In the domain of change management, the change manager is a mini change management system. Organization can use it to manage their change process such as approvals. More importantly, you can fire automation runbook from change manager and tie it back to the change control item. Change calendar allows you to block changes during specific period. Both of them are organization level capabilities.

When it comes to operations management, the Incident Manager capability allows you to create response plan for incidents. Response plan can execute runbook actions once an incident is logged. It also helps you notify the on-call incident response team. On the other hand, OpsCenter capability allows you to create OpsItem, which also includes a way to execute runbook. The OpsData can aggregate to Explorer, which is a centralized dashboard for operations data. The Explorer, OpsCenter and Incident Manager capabilities can operate at organization level.

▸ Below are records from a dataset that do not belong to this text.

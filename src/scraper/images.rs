//! Content-addressed image cache: `<cache_root>/<series_id>/<sha256(url)><ext>`.
//!
//! A file present at the cache path is trusted as-is (no TTL, no verification), so the
//! directory doubles as a resumable cache across runs.

use crate::epub::EpubBuilder;
use crate::model::Series;
use crate::scraper::client::{Fetcher, Response};
use crate::scraper::error::ScraperError;
use log::{debug, warn};
use reqwest::Url;
use sha2::{Digest, Sha256};
use std::path::{Path, PathBuf};

/// Extensions kept as-is (compared case-insensitively).
const WHITELIST_EXTS: [&str; 4] = [".png", ".jpeg", ".jpg", ".webp"];
const DEFAULT_EXT: &str = ".jpg";

/// Hex SHA-256 of the source URL.
pub fn hash_url(url: &str) -> String {
    hex::encode(Sha256::digest(url.as_bytes()))
}

/// Whitelisted, lowercased extension of the URL path, or `.jpg`.
pub fn image_extension(url: &str) -> &'static str {
    let path = match Url::parse(url) {
        Ok(u) => u.path().to_string(),
        Err(_) => url.split(['?', '#']).next().unwrap_or("").to_string(),
    };
    let ext = Path::new(&path)
        .extension()
        .map(|e| format!(".{}", e.to_string_lossy()))
        .unwrap_or_default();
    WHITELIST_EXTS
        .iter()
        .find(|w| w.eq_ignore_ascii_case(&ext))
        .copied()
        .unwrap_or(DEFAULT_EXT)
}

/// Image cache for one series.
#[derive(Debug, Clone)]
pub struct ImageCache {
    dir: PathBuf,
    base_url: String,
    referer: String,
}

impl ImageCache {
    pub fn new(cache_root: &Path, series: &Series) -> Self {
        Self {
            dir: cache_root.join(&series.id),
            base_url: series.base_url.clone(),
            referer: series.referer(),
        }
    }

    pub fn dir(&self) -> &Path {
        &self.dir
    }

    /// Same URL, same path, in this run and the next.
    pub fn cache_path(&self, url: &str) -> PathBuf {
        self.dir
            .join(format!("{}{}", hash_url(url), image_extension(url)))
    }

    /// Resolve `src` against the series base URL. Empty sources resolve to nothing.
    pub fn absolute_url(&self, src: &str) -> Option<String> {
        let src = src.trim();
        if src.is_empty() {
            return None;
        }
        let joined = Url::parse(&self.base_url).and_then(|base| base.join(src));
        match joined {
            Ok(u) => Some(u.to_string()),
            Err(_) => Url::parse(src).ok().map(|u| u.to_string()),
        }
    }

    /// Cache (or reuse) the image at `src`, register it with `book`, and return its href.
    ///
    /// `None` means "omit this image": the source was empty, the server answered non-200,
    /// or the retry ceiling ran out.
    pub fn resolve(
        &self,
        fetcher: &mut Fetcher,
        book: &mut EpubBuilder,
        src: &str,
        use_referer: bool,
    ) -> Option<String> {
        let url = self.absolute_url(src)?;
        let path = self.cache_path(&url);
        let referer = if use_referer {
            Some(self.referer.as_str())
        } else {
            None
        };

        fetcher
            .retry(&format!("Image {}", url), |f| {
                if path.is_file() {
                    debug!("Image {}: cached at {}", url, path.display());
                    return register(book, &path).map(Some);
                }

                let mut response = f.get(&url, referer)?;
                if !response.is_ok() {
                    warn!("Image {}: HTTP {}. Dropped.", url, response.status());
                    return Ok(None);
                }
                self.store(&mut response, &path)?;
                register(book, &path).map(Some)
            })
            .flatten()
    }

    /// Stream the body to a sibling `.part` file, then rename into place so a torn download
    /// never looks like a cache hit.
    fn store(
        &self,
        response: &mut Response,
        path: &Path,
    ) -> Result<(), ScraperError> {
        let cache_err = |e: std::io::Error| ScraperError::CacheWrite {
            path: path.to_path_buf(),
            source: e,
        };
        std::fs::create_dir_all(&self.dir).map_err(cache_err)?;
        let part = part_path(path);
        let result = std::fs::File::create(&part)
            .and_then(|mut out| response.copy_to(&mut out))
            .and_then(|_| std::fs::rename(&part, path));
        if let Err(e) = result {
            let _ = std::fs::remove_file(&part);
            return Err(cache_err(e));
        }
        Ok(())
    }
}

/// `<hash><ext>.part`, next to the final file.
fn part_path(path: &Path) -> PathBuf {
    let mut part = path.as_os_str().to_owned();
    part.push(".part");
    PathBuf::from(part)
}

fn register(book: &mut EpubBuilder, path: &Path) -> Result<String, ScraperError> {
    book.add_image(path)
        .map_err(|e| ScraperError::CacheRegister {
            path: path.to_path_buf(),
            reason: e.to_string(),
        })
}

These capabilities around change management and operations management come nowhere close to full-fledged ITSM solutions such as ServiceNow or SMAX. However, they have the ability to trigger runbooks and natively integrate with other AWS services.

There is also a quick setup capability which uses pre-baked CloudFormation template to configure other services. For Patch manager the current recommendation is to use quick setup to configure patch policy.


Systems Manager has so many capabilities that I cannot cover everything in a single post. Here is a good walk-through. Some capabilities like session manager, fleet manager and state manager, are extremely helpful. However, in my opinion, there are two problems with grouping all these capabilities under Systems Manager. First, With too many different capabilities, this service lacks focus, which makes it difficult to learn. Second, some capabilities have overlap with other capabilities, or another AWS services, which also makes it confusing. I try to sort out how these capabilities enable each other in the diagram below:

This diagram may not be 100% accurate but it demonstrate the dependencies and can assist troubleshooting. For example, when compliance is missing data, check the execution history of run command. It also illustrates the key role of SSM agent as the underlying enabler of most of the other capabilities.

Overall, Systems Manager is extremely powerful. You can try to replace your server management solutions (e.g. Ansible, Chef and Puppet) with Systems Manager configurations. With a good understanding of its capabilities, you can build your fleet automation in an efficient and scalable way.